Kerslake’s sentiments about the importance of training are echoed by the staff he leads: 96 per cent of respondents to the CSW survey, which aimed to discover civil servants’ views on training in their organisations, said that training is ‘important’ for job satisfaction – of those, more than two thirds said it is ‘very important’. At a time when staff engagement and morale are threatened by continual reform, ministerial gripes, and pressures on pay and conditions, the opportunity to learn and develop becomes even more important.
“In this environment, people want to know how to perform,” says John McGurk, a learning and development expert at the Chartered Institute for Personnel and Development (CIPD). “And they want learning that helps them to perform; to get promoted; to keep their job; to move into another job that may be available if their own job is restructured. They want the flexibility that learning affords them.”
The CSW survey, carried out last month (see box below), was largely a repetition of a survey carried out in 2010, shortly before the coalition government came to power, in which we found that civil servants were broadly positive about their training: 47 per cent thought it had improved in the preceding three years, and just 26 per cent said it had deteriorated. In 2013 that picture has been pretty much reversed. Of the respondents who expressed an opinion, just 31 per cent feel that training has improved in their organisation over the last three years, and 52 per cent believe that it has deteriorated (See Figure 1).
Closer examination of the findings by respondents’ grade reveals a pattern: although the total number of negative answers was similar across most grades, the more junior the individual, the more likely they were to pick the most negative answer – saying that training has ‘greatly deteriorated’. Only the Fast Stream and senior civil servants bucked this trend: a relatively small number of fast streamers picked this option (though they were still less happy than the 2010 cohort); while SCS, who were pretty happy in 2010, believe that things have gone badly downhill. (But note that these were relatively small sample groups – of 34 and 30 respectively.)
Those three years have seen major organisational changes in training across the civil service. In 2010, departments had full control of their own training budgets, and the central National School for Government provided in-house training. Today, following a period of austerity and a major reorganisation, the picture is very different. Departments still have their own training budgets – though many are smaller now – but must procure most of their training through a new central organisation, Civil Service Learning (CSL), which buys in training through a framework operated by private firm Capita.

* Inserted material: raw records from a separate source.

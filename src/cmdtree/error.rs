use crate::dispatch::ExitStatus;
use thiserror::Error;

#[derive(Error, Debug)]
pub enum CliError {
    #[error("invalid argument spec '{name}': {reason}")]
    InvalidSpec { name: String, reason: String },

    #[error("duplicate argument '{name}' in command '{command}'")]
    DuplicateArgument { command: String, name: String },

    #[error("command '{0}' is already registered")]
    DuplicateCommand(String),

    #[error("'{command}' requires a subcommand; expected one of: {}", .choices.join(", "))]
    IncompleteCommand {
        command: String,
        choices: Vec<String>,
    },

    #[error("unknown command '{token}' for '{command}'; expected one of: {}", .choices.join(", "))]
    UnknownCommand {
        command: String,
        token: String,
        choices: Vec<String>,
    },

    #[error("unknown option '{0}'")]
    UnknownOption(String),

    #[error("option '{0}' requires a value")]
    MissingValue(String),

    #[error("too many arguments: unexpected '{0}'")]
    TooManyArguments(String),

    #[error("missing argument '{0}'")]
    MissingArgument(String),

    #[error("invalid value '{value}' for '{name}': expected {expected}")]
    TypeMismatch {
        name: String,
        value: String,
        expected: &'static str,
    },

    #[error("invalid value '{value}' for '{name}': choose from {}", .choices.join(", "))]
    InvalidChoice {
        name: String,
        value: String,
        choices: Vec<String>,
    },

    #[error("value {value} for '{name}' is out of range: {bound}")]
    OutOfRange {
        name: String,
        value: String,
        bound: String,
    },

    #[error("input stream closed")]
    InputClosed,

    #[error("Aborted!")]
    UserAbort,

    #[error("IO error: {0}")]
    Io(#[from] std::io::Error),

    #[error("Render error: {0}")]
    Render(String),

    #[error("Config error: {0}")]
    Config(String),

    #[error("{0:#}")]
    HandlerFailure(#[from] anyhow::Error),
}

impl CliError {
    pub fn invalid_spec(name: &str, reason: impl Into<String>) -> Self {
        CliError::InvalidSpec {
            name: name.to_string(),
            reason: reason.into(),
        }
    }

    /// Usage and validation failures: bad declarations or bad input, detected
    /// before a handler runs.
    pub fn is_usage(&self) -> bool {
        matches!(
            self,
            CliError::InvalidSpec { .. }
                | CliError::DuplicateArgument { .. }
                | CliError::DuplicateCommand(_)
                | CliError::IncompleteCommand { .. }
                | CliError::UnknownCommand { .. }
                | CliError::UnknownOption(_)
                | CliError::MissingValue(_)
                | CliError::TooManyArguments(_)
                | CliError::MissingArgument(_)
                | CliError::TypeMismatch { .. }
                | CliError::InvalidChoice { .. }
                | CliError::OutOfRange { .. }
        )
    }

    pub fn exit_status(&self) -> ExitStatus {
        if self.is_usage() {
            ExitStatus::Usage
        } else {
            ExitStatus::Failure
        }
    }
}

impl From<serde_json::Error> for CliError {
    fn from(err: serde_json::Error) -> Self {
        CliError::Render(err.to_string())
    }
}

impl From<cmdtree_style::TemplateError> for CliError {
    fn from(err: cmdtree_style::TemplateError) -> Self {
        CliError::Render(err.to_string())
    }
}

pub type Result<T> = std::result::Result<T, CliError>;
//! Command bodies for the demo tree.
//!
//! Every handler has the same shape: typed values come from the
//! [`ParsedInvocation`], output goes through the [`CommandContext`]. Handlers
//! return errors instead of printing them; the dispatcher reports them and
//! picks the exit code.

use anyhow::{anyhow, Context};
use chrono::Local;
use cmdtree::styles::names;
use cmdtree::{
    CliError, CommandContext, OutputFormat, ParsedInvocation, RenderRequest, Result, ValueType,
};
use std::fs;
use std::fs::OpenOptions;
use std::io::Write;

const DEFAULT_ITEMS: &[&str] = &["item1", "item2", "item3"];

fn timestamp() -> String {
    Local::now().format("%Y-%m-%d %H:%M:%S").to_string()
}

fn success(ctx: &mut CommandContext<'_>, message: &str) -> Result<()> {
    let line = ctx.styled(names::SUCCESS, &format!("✓ {}", message));
    ctx.println(line)
}

// =============================================================================
// Top-level commands
// =============================================================================

pub fn hello(ctx: &mut CommandContext<'_>, inv: &ParsedInvocation) -> Result<()> {
    let count = inv.int("count")?;
    let (greeting, name) = if inv.flag("shout") {
        (
            inv.str("greeting")?.to_uppercase(),
            inv.str("name")?.to_uppercase(),
        )
    } else {
        (inv.str("greeting")?.to_string(), inv.str("name")?.to_string())
    };

    for i in 1..=count {
        ctx.println(format!("{}, {}!", greeting, name))?;
        if count > 1 {
            let progress = ctx.styled(names::MUTED, &format!("({}/{})", i, count));
            ctx.println(format!("  {}", progress))?;
        }
    }
    Ok(())
}

pub fn create_user(ctx: &mut CommandContext<'_>, inv: &ParsedInvocation) -> Result<()> {
    let age = inv
        .opt_int("age")
        .map(|a| a.to_string())
        .unwrap_or_else(|| "Not provided".to_string());
    let active = if inv.flag("active") { "Yes" } else { "No" };

    ctx.println("Creating user...")?;
    let details = RenderRequest::pairs(
        [
            ("Username", inv.str("username")?.to_string()),
            ("Email", inv.opt_str("email").unwrap_or("Not provided").to_string()),
            ("Age", age),
            ("Active", active.to_string()),
            ("Created", timestamp()),
        ],
        OutputFormat::Table,
    )
    .with_title("User Information");
    ctx.render(&details)?;
    success(ctx, "User created successfully!")
}

pub fn deploy(ctx: &mut CommandContext<'_>, inv: &ParsedInvocation) -> Result<()> {
    let env = inv.str("env")?;
    let settings = RenderRequest::pairs(
        [
            ("Environment", env.to_string()),
            ("Force", inv.flag("force").to_string()),
            ("Dry Run", inv.flag("dry_run").to_string()),
            ("Config", inv.opt_str("config").unwrap_or("Default").to_string()),
        ],
        OutputFormat::Table,
    )
    .with_title("Deployment Configuration");
    ctx.render(&settings)?;

    if inv.flag("dry_run") {
        ctx.println(format!("[DRY RUN] Would deploy to {}", env))
    } else {
        ctx.println(format!("Deploying to {}...", env))?;
        success(ctx, "Deployment completed successfully!")
    }
}

pub fn process_items(ctx: &mut CommandContext<'_>, inv: &ParsedInvocation) -> Result<()> {
    let items: Vec<&str> = match inv.list("item") {
        [] => DEFAULT_ITEMS.to_vec(),
        given => given.iter().map(String::as_str).collect(),
    };
    let verbose = inv.flag("verbose");

    ctx.println(format!("Processing {} items...", items.len()))?;
    for (i, item) in items.iter().enumerate() {
        if verbose {
            let detail = ctx.styled(names::MUTED, &format!("Processing: {}", item));
            ctx.println(format!("  {}", detail))?;
        }
        ctx.println(format!("  [{}/{}] Completed: {}", i + 1, items.len(), item))?;
    }
    success(ctx, "All items processed!")
}

pub fn show_info(ctx: &mut CommandContext<'_>, inv: &ParsedInvocation) -> Result<()> {
    let format = match inv.opt_str("format") {
        Some(name) => name.parse::<OutputFormat>()?,
        None => ctx.default_format(),
    };
    let info = RenderRequest::pairs(
        [
            ("Library", "cmdtree".to_string()),
            ("Version", env!("CARGO_PKG_VERSION").to_string()),
            ("Language", "Rust".to_string()),
            ("Timestamp", timestamp()),
        ],
        format,
    )
    .with_title("System Information");
    ctx.render(&info)
}

pub fn interactive(ctx: &mut CommandContext<'_>, _inv: &ParsedInvocation) -> Result<()> {
    let title = ctx.styled(names::TITLE, "Interactive Demo");
    ctx.println(title)?;

    let mut prompt = ctx.prompt();
    let name = prompt.prompt_text("What's your name?")?;
    let age = prompt.prompt_typed("What's your age?", ValueType::Integer)?;
    let _password = prompt.prompt_masked("Enter password")?;
    let proceed = prompt.prompt_confirm("Are you sure you want to continue?", false)?;

    if !proceed {
        ctx.println("Operation cancelled.")?;
        return Err(CliError::UserAbort);
    }
    ctx.println(format!("Hello {}! You are {} years old.", name, age))?;
    success(ctx, "Password confirmed")
}

pub fn validate_email(ctx: &mut CommandContext<'_>, inv: &ParsedInvocation) -> Result<()> {
    let email = inv.str("email")?;
    if !looks_like_email(email) {
        return Err(anyhow!("invalid email address: {}", email).into());
    }
    success(ctx, &format!("Valid email: {}", email))
}

/// `local@domain.tld` with a purely alphabetic tld of at least two letters.
fn looks_like_email(email: &str) -> bool {
    let Some((local, domain)) = email.split_once('@') else {
        return false;
    };
    let local_ok = !local.is_empty()
        && local
            .chars()
            .all(|c| c.is_ascii_alphanumeric() || "._%+-".contains(c));
    let Some((host, tld)) = domain.rsplit_once('.') else {
        return false;
    };
    let host_ok = !host.is_empty()
        && host
            .chars()
            .all(|c| c.is_ascii_alphanumeric() || ".-".contains(c));
    let tld_ok = tld.len() >= 2 && tld.chars().all(|c| c.is_ascii_alphabetic());
    local_ok && host_ok && tld_ok
}

pub fn dangerous(ctx: &mut CommandContext<'_>, _inv: &ParsedInvocation) -> Result<()> {
    ctx.println("Performing dangerous operation...")?;
    success(ctx, "Operation completed safely!")
}

// =============================================================================
// files
// =============================================================================

pub fn create_file(ctx: &mut CommandContext<'_>, inv: &ParsedInvocation) -> Result<()> {
    let filename = inv.str("filename")?;
    let content = inv.str("content")?;
    fs::write(filename, content).with_context(|| format!("could not create {}", filename))?;
    success(ctx, &format!("File created: {}", filename))?;
    ctx.println(format!("Content: {}", content))
}

pub fn read_file(ctx: &mut CommandContext<'_>, inv: &ParsedInvocation) -> Result<()> {
    let filename = inv.str("filename")?;
    let content =
        fs::read_to_string(filename).with_context(|| format!("could not read {}", filename))?;
    ctx.println(format!("File: {}", filename))?;
    ctx.println(format!("Content: {}", content))
}

pub fn append_to_file(ctx: &mut CommandContext<'_>, inv: &ParsedInvocation) -> Result<()> {
    let filename = inv.str("filename")?;
    let content = inv.str("content")?;
    let mut file = OpenOptions::new()
        .append(true)
        .create(true)
        .open(filename)
        .with_context(|| format!("could not open {}", filename))?;
    write!(file, "\n{}", content).with_context(|| format!("could not append to {}", filename))?;
    success(ctx, &format!("Content appended to {}", filename))?;
    ctx.println(format!("Added: {}", content))
}

// =============================================================================
// calc
// =============================================================================

fn operands(inv: &ParsedInvocation) -> Result<(f64, f64)> {
    Ok((inv.float("a")?, inv.float("b")?))
}

pub fn add(ctx: &mut CommandContext<'_>, inv: &ParsedInvocation) -> Result<()> {
    let (a, b) = operands(inv)?;
    ctx.println(format!("{} + {} = {}", a, b, a + b))
}

pub fn subtract(ctx: &mut CommandContext<'_>, inv: &ParsedInvocation) -> Result<()> {
    let (a, b) = operands(inv)?;
    ctx.println(format!("{} - {} = {}", a, b, a - b))
}

pub fn multiply(ctx: &mut CommandContext<'_>, inv: &ParsedInvocation) -> Result<()> {
    let (a, b) = operands(inv)?;
    ctx.println(format!("{} × {} = {}", a, b, a * b))
}

pub fn divide(ctx: &mut CommandContext<'_>, inv: &ParsedInvocation) -> Result<()> {
    let (a, b) = operands(inv)?;
    if b == 0.0 {
        return Err(anyhow!("division by zero").into());
    }
    ctx.println(format!("{} ÷ {} = {}", a, b, a / b))
}

// =============================================================================
// text
// =============================================================================

fn transform(
    ctx: &mut CommandContext<'_>,
    inv: &ParsedInvocation,
    label: &str,
    f: impl Fn(&str) -> String,
) -> Result<()> {
    let text = inv.str("text")?;
    ctx.println(format!("Original: {}", text))?;
    ctx.println(format!("{}: {}", label, f(text)))
}

pub fn upper(ctx: &mut CommandContext<'_>, inv: &ParsedInvocation) -> Result<()> {
    transform(ctx, inv, "Upper", str::to_uppercase)
}

pub fn lower(ctx: &mut CommandContext<'_>, inv: &ParsedInvocation) -> Result<()> {
    transform(ctx, inv, "Lower", str::to_lowercase)
}

pub fn reverse(ctx: &mut CommandContext<'_>, inv: &ParsedInvocation) -> Result<()> {
    transform(ctx, inv, "Reversed", |t| t.chars().rev().collect())
}

pub fn count_words(ctx: &mut CommandContext<'_>, inv: &ParsedInvocation) -> Result<()> {
    let text = inv.str("text")?;
    ctx.println(format!("Text: {}", text))?;
    ctx.println(format!("Word count: {}", text.split_whitespace().count()))
}

#[cfg(test)]
mod tests {
    use super::*;

    #[test]
    fn email_shapes() {
        assert!(looks_like_email("user@example.com"));
        assert!(looks_like_email("first.last+tag@mail.example.org"));
        assert!(!looks_like_email("user@example"));
        assert!(!looks_like_email("@example.com"));
        assert!(!looks_like_email("user@example.c0m"));
        assert!(!looks_like_email("not an email"));
    }
}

Robin Ryde, a former chief executive of the National School for Government, believes that the figures should be a “wake up call for Civil Service Learning, and also for Bob Kerslake and others who have an interest and responsibility in making sure the civil service is capable of dealing with the challenges we face”. The wider context of public service reform and fiscal austerity is so demanding, he continues, that “we should be seeing that people are saying the quality of learning and development is increasing, because the challenges are increasing. Actually, we’re seeing the opposite, and that worries me a great deal”.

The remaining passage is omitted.